• 1 January 1985
    • journal article
    • research article
    • Vol. 160  (1) , 20-26
Abstract
A review of 60 neonates with perforation of the the gastrointestinal tract and peritonitis was undertaken to evaluate efficacy of current treatment. Perforation was most frequently associated with necrotizing enterocolitis, spontaneous gastric perforation, intestinal obstruction and feeding tube perforation of the duodenum. Primary closure of proximal gastrointestinal tract perforations and resections with diversion for distal perforations were the commonly used operative procedures. Mortality was 33%, with most deaths (80%) a result of sepsis or its complications.
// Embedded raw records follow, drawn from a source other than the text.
//! Error types for Nudge
//!
//! Three caller-facing failure classes plus a generic storage failure. All of
//! them are terminal: actions are rejected before any mutation, so a failed
//! call never leaves partial effects behind.

use thiserror::Error;

/// Result type for nudge operations
pub type Result<T> = std::result::Result<T, NudgeError>;

/// Nudge error types
#[derive(Debug, Clone, Error)]
pub enum NudgeError {
    /// Malformed or out-of-range creation or action payload
    #[error("Invalid input: {field} - {reason}")]
    InvalidInput { field: String, reason: String },

    /// Token does not resolve to a side on this agreement
    #[error("Token does not grant access to agreement {agreement_id}")]
    Forbidden { agreement_id: String },

    /// Unknown agreement id
    #[error("Agreement {agreement_id} not found")]
    AgreementNotFound { agreement_id: String },

    /// Storage-layer failure
    #[error("Storage error: {message}")]
    Storage { message: String },
}

impl NudgeError {
    /// Create an invalid input error
    pub fn invalid_input(field: impl Into<String>, reason: impl Into<String>) -> Self {
        Self::InvalidInput {
            field: field.into(),
            reason: reason.into(),
        }
    }

    /// Create a forbidden error
    pub fn forbidden(agreement_id: impl ToString) -> Self {
        Self::Forbidden {
            agreement_id: agreement_id.to_string(),
        }
    }

    /// Create a not-found error
    pub fn not_found(agreement_id: impl ToString) -> Self {
        Self::AgreementNotFound {
            agreement_id: agreement_id.to_string(),
        }
    }

    /// Create a storage error
    pub fn storage(message: impl Into<String>) -> Self {
        Self::Storage {
            message: message.into(),
        }
    }

    /// Whether this failure is the caller's to correct
    pub fn is_client_error(&self) -> bool {
        !matches!(self, Self::Storage { .. })
    }

    /// Get an error code for API responses
    pub fn error_code(&self) -> &'static str {
        match self {
            Self::InvalidInput { .. } => "INVALID_INPUT",
            Self::Forbidden { .. } => "FORBIDDEN",
            Self::AgreementNotFound { .. } => "NOT_FOUND",
            Self::Storage { .. } => "STORAGE_ERROR",
        }
    }
}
Increased risk of mortality was associated with lower birth weight lower weight for gestational age, males, initial serum pH < 7.30, delay in surgical treatment and feeding tube perforation. Peritoneal cultures were dominated by aerobic and facultative organisms with only 21% yielding mixed aerobic-anaerobic cultures. No anaerobes were retrieved from postoperative wound infections or abscesses, and only 1 of 22 postive blood cultures yielded an anaerobe. Antibiotic therapy included combinations of aminoglycoside beta-lactam antibiotics [ampicillin, gentamicin, kanamycin, and methicillin] and clindamycin. Improving survival in this population, particularly in infants less than 1 kg birth weight, was demonstrated.